*** Block opens ***
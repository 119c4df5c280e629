//! Logging infrastructure using `tracing` and `tracing-subscriber`.
//!
//! # Log Levels
//!
//! - `error`: data-integrity failures, fatal errors
//! - `warn`: dropped roster fields, non-fatal issues
//! - `info`: load progress, summary counts
//! - `debug`: detailed processing information
//! - `trace`: record-level data (requires explicit `--log-data` for PII safety)

use std::fs::OpenOptions;
use std::io::{self, Write};
use std::path::PathBuf;
use std::sync::atomic::{AtomicBool, Ordering};
use std::sync::{Arc, Mutex};
use tracing::level_filters::LevelFilter;
use tracing_subscriber::{
    EnvFilter,
    fmt::{self, MakeWriter},
    layer::SubscriberExt,
    util::SubscriberInitExt,
};

static LOG_DATA_ENABLED: AtomicBool = AtomicBool::new(false);

/// Placeholder used when record-level logging is disabled.
pub const REDACTED_VALUE: &str = "[REDACTED]";

/// Returns true if record-level logging is explicitly enabled.
pub fn log_data_enabled() -> bool {
    LOG_DATA_ENABLED.load(Ordering::Relaxed)
}

/// Returns the input value when PII logging is enabled, otherwise a redacted token.
pub fn redact_value(value: &str) -> &str {
    if log_data_enabled() {
        value
    } else {
        REDACTED_VALUE
    }
}

/// Configuration for logging behavior.
#[derive(Debug, Clone)]
pub struct LogConfig {
    /// Level filter applied when `RUST_LOG` does not take over.
    pub level_filter: LevelFilter,
    /// Whether `RUST_LOG` may override the configured level.
    pub use_env_filter: bool,
    /// Whether to include timestamps in log output.
    pub with_timestamps: bool,
    /// Whether to include target (module path) in log output.
    pub with_target: bool,
    /// Whether to use ANSI colors in output.
    pub with_ansi: bool,
    /// Output format: pretty, compact, or json.
    pub format: LogFormat,
    /// Optional log file path. When set, logs are written to the file.
    pub log_file: Option<PathBuf>,
    /// Whether record-level (PII) values may be logged.
    pub log_data: bool,
}

/// Log output format.
#[derive(Debug, Clone, Copy, Default, PartialEq, Eq)]
pub enum LogFormat {
    /// Human-readable pretty format with colors.
    #[default]
    Pretty,
    /// Compact single-line format.
    Compact,
    /// JSON format for machine parsing.
    Json,
}

impl Default for LogConfig {
    fn default() -> Self {
        Self {
            level_filter: LevelFilter::INFO,
            use_env_filter: true,
            with_timestamps: false,
            with_target: false,
            with_ansi: true,
            format: LogFormat::default(),
            log_file: None,
            log_data: false,
        }
    }
}

/// Initialize the global tracing subscriber with the given configuration.
///
/// This should be called once at application startup.
///
/// # Errors
///
/// Returns an error if the log file cannot be opened.
///
/// # Panics
///
/// Panics if called more than once or if subscriber initialization fails.
pub fn init_logging(config: &LogConfig) -> io::Result<()> {
    if let Some(path) = &config.log_file {
        let file = OpenOptions::new().create(true).append(true).open(path)?;
        init_logging_with_writer(config, SharedFileWriter::new(file));
    } else {
        init_logging_with_writer(config, io::stderr);
    }
    Ok(())
}

/// Initialize logging with a custom writer (useful for testing).
pub fn init_logging_with_writer<W>(config: &LogConfig, writer: W)
where
    W: for<'writer> MakeWriter<'writer> + Send + Sync + 'static,
{
    LOG_DATA_ENABLED.store(config.log_data, Ordering::Release);
    let filter = build_env_filter(config.level_filter, config.use_env_filter);

    match config.format {
        LogFormat::Json => {
            let layer = fmt::layer()
                .json()
                .with_writer(writer)
                .with_target(config.with_target);

            tracing_subscriber::registry()
                .with(filter)
                .with(layer)
                .init();
        }
        LogFormat::Compact => {
            let layer = fmt::layer()
                .compact()
                .with_writer(writer)
                .with_ansi(config.with_ansi)
                .with_target(config.with_target);

            if config.with_timestamps {
                tracing_subscriber::registry()
                    .with(filter)
                    .with(layer)
                    .init();
            } else {
                tracing_subscriber::registry()
                    .with(filter)
                    .with(layer.without_time())
                    .init();
            }
        }
        LogFormat::Pretty => {
            let layer = fmt::layer()
                .with_writer(writer)
                .with_ansi(config.with_ansi)
                .with_target(config.with_target);

            if config.with_timestamps {
                tracing_subscriber::registry()
                    .with(filter)
                    .with(layer)
                    .init();
            } else {
                tracing_subscriber::registry()
                    .with(filter)
                    .with(layer.without_time())
                    .init();
            }
        }
    }
}

#[derive(Clone)]
struct SharedFileWriter {
    file: Arc<Mutex<std::fs::File>>,
}

impl SharedFileWriter {
    fn new(file: std::fs::File) -> Self {
        Self {
            file: Arc::new(Mutex::new(file)),
        }
    }
}

struct SharedFileGuard {
    file: Arc<Mutex<std::fs::File>>,
}

impl Write for SharedFileGuard {
    fn write(&mut self, buf: &[u8]) -> io::Result<usize> {
        let mut guard = self
            .file
            .lock()
            .map_err(|_| io::Error::other("log file lock poisoned"))?;
        guard.write(buf)
    }

    fn flush(&mut self) -> io::Result<()> {
        let mut guard = self
            .file
            .lock()
            .map_err(|_| io::Error::other("log file lock poisoned"))?;
        guard.flush()
    }
}

impl<'a> MakeWriter<'a> for SharedFileWriter {
    type Writer = SharedFileGuard;

    fn make_writer(&'a self) -> Self::Writer {
        SharedFileGuard {
            file: Arc::clone(&self.file),
        }
    }
}

/// Build an `EnvFilter` from the given level, optionally respecting `RUST_LOG`.
fn build_env_filter(level: LevelFilter, use_env: bool) -> EnvFilter {
    let fallback = || {
        // Our crates at the requested level; external crates stay at
        // warn to reduce noise.
        EnvFilter::new(format!(
            "warn,memdir_cli={level},memdir_calendar={level},memdir_gazetteer={level},\
             memdir_model={level},memdir_roster={level},memdir_select={level}",
            level = level.to_string().to_lowercase()
        ))
    };
    if use_env {
        EnvFilter::try_from_default_env().unwrap_or_else(|_| fallback())
    } else {
        fallback()
    }
}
*** Block closes ***
Instructions to follow -> Your answer must be an exact copy of every record.

The answer ->
repository 119c4df5c280e629
//! Logging infrastructure using `tracing` and `tracing-subscriber`.
//!
//! # Log Levels
//!
//! - `error`: data-integrity failures, fatal errors
//! - `warn`: dropped roster fields, non-fatal issues
//! - `info`: load progress, summary counts
//! - `debug`: detailed processing information
//! - `trace`: record-level data (requires explicit `--log-data` for PII safety)

use std::fs::OpenOptions;
use std::io::{self, Write};
use std::path::PathBuf;
use std::sync::atomic::{AtomicBool, Ordering};
use std::sync::{Arc, Mutex};
use tracing::level_filters::LevelFilter;
use tracing_subscriber::{
    EnvFilter,
    fmt::{self, MakeWriter},
    layer::SubscriberExt,
    util::SubscriberInitExt,
};

static LOG_DATA_ENABLED: AtomicBool = AtomicBool::new(false);

/// Placeholder used when record-level logging is disabled.
pub const REDACTED_VALUE: &str = "[REDACTED]";

/// Returns true if record-level logging is explicitly enabled.
pub fn log_data_enabled() -> bool {
    LOG_DATA_ENABLED.load(Ordering::Relaxed)
}

/// Returns the input value when PII logging is enabled, otherwise a redacted token.
pub fn redact_value(value: &str) -> &str {
    if log_data_enabled() {
        value
    } else {
        REDACTED_VALUE
    }
}

/// Configuration for logging behavior.
#[derive(Debug, Clone)]
pub struct LogConfig {
    /// Level filter applied when `RUST_LOG` does not take over.
    pub level_filter: LevelFilter,
    /// Whether `RUST_LOG` may override the configured level.
    pub use_env_filter: bool,
    /// Whether to include timestamps in log output.
    pub with_timestamps: bool,
    /// Whether to include target (module path) in log output.
    pub with_target: bool,
    /// Whether to use ANSI colors in output.
    pub with_ansi: bool,
    /// Output format: pretty, compact, or json.
    pub format: LogFormat,
    /// Optional log file path. When set, logs are written to the file.
    pub log_file: Option<PathBuf>,
    /// Whether record-level (PII) values may be logged.
    pub log_data: bool,
}

/// Log output format.
#[derive(Debug, Clone, Copy, Default, PartialEq, Eq)]
pub enum LogFormat {
    /// Human-readable pretty format with colors.
    #[default]
    Pretty,
    /// Compact single-line format.
    Compact,
    /// JSON format for machine parsing.
    Json,
}

impl Default for LogConfig {
    fn default() -> Self {
        Self {
            level_filter: LevelFilter::INFO,
            use_env_filter: true,
            with_timestamps: false,
            with_target: false,
            with_ansi: true,
            format: LogFormat::default(),
            log_file: None,
            log_data: false,
        }
    }
}

/// Initialize the global tracing subscriber with the given configuration.
///
/// This should be called once at application startup.
///
/// # Errors
///
/// Returns an error if the log file cannot be opened.
///
/// # Panics
///
/// Panics if called more than once or if subscriber initialization fails.
pub fn init_logging(config: &LogConfig) -> io::Result<()> {
    if let Some(path) = &config.log_file {
        let file = OpenOptions::new().create(true).append(true).open(path)?;
        init_logging_with_writer(config, SharedFileWriter::new(file));
    } else {
        init_logging_with_writer(config, io::stderr);
    }
    Ok(())
}

/// Initialize logging with a custom writer (useful for testing).
pub fn init_logging_with_writer<W>(config: &LogConfig, writer: W)
where
    W: for<'writer> MakeWriter<'writer> + Send + Sync + 'static,
{
    LOG_DATA_ENABLED.store(config.log_data, Ordering::Release);
    let filter = build_env_filter(config.level_filter, config.use_env_filter);

    match config.format {
        LogFormat::Json => {
            let layer = fmt::layer()
                .json()
                .with_writer(writer)
                .with_target(config.with_target);

            tracing_subscriber::registry()
                .with(filter)
                .with(layer)
                .init();
        }
        LogFormat::Compact => {
            let layer = fmt::layer()
                .compact()
                .with_writer(writer)
                .with_ansi(config.with_ansi)
                .with_target(config.with_target);

            if config.with_timestamps {
                tracing_subscriber::registry()
                    .with(filter)
                    .with(layer)
                    .init();
            } else {
                tracing_subscriber::registry()
                    .with(filter)
                    .with(layer.without_time())
                    .init();
            }
        }
        LogFormat::Pretty => {
            let layer = fmt::layer()
                .with_writer(writer)
                .with_ansi(config.with_ansi)
                .with_target(config.with_target);

            if config.with_timestamps {
                tracing_subscriber::registry()
                    .with(filter)
                    .with(layer)
                    .init();
            } else {
                tracing_subscriber::registry()
                    .with(filter)
                    .with(layer.without_time())
                    .init();
            }
        }
    }
}

#[derive(Clone)]
struct SharedFileWriter {
    file: Arc<Mutex<std::fs::File>>,
}

impl SharedFileWriter {
    fn new(file: std::fs::File) -> Self {
        Self {
            file: Arc::new(Mutex::new(file)),
        }
    }
}

struct SharedFileGuard {
    file: Arc<Mutex<std::fs::File>>,
}

impl Write for SharedFileGuard {
    fn write(&mut self, buf: &[u8]) -> io::Result<usize> {
        let mut guard = self
            .file
            .lock()
            .map_err(|_| io::Error::other("log file lock poisoned"))?;
        guard.write(buf)
    }

    fn flush(&mut self) -> io::Result<()> {
        let mut guard = self
            .file
            .lock()
            .map_err(|_| io::Error::other("log file lock poisoned"))?;
        guard.flush()
    }
}

impl<'a> MakeWriter<'a> for SharedFileWriter {
    type Writer = SharedFileGuard;

    fn make_writer(&'a self) -> Self::Writer {
        SharedFileGuard {
            file: Arc::clone(&self.file),
        }
    }
}

/// Build an `EnvFilter` from the given level, optionally respecting `RUST_LOG`.
fn build_env_filter(level: LevelFilter, use_env: bool) -> EnvFilter {
    let fallback = || {
        // Our crates at the requested level; external crates stay at
        // warn to reduce noise.
        EnvFilter::new(format!(
            "warn,memdir_cli={level},memdir_calendar={level},memdir_gazetteer={level},\
             memdir_model={level},memdir_roster={level},memdir_select={level}",
            level = level.to_string().to_lowercase()
        ))
    };
    if use_env {
        EnvFilter::try_from_default_env().unwrap_or_else(|_| fallback())
    } else {
        fallback()
    }
}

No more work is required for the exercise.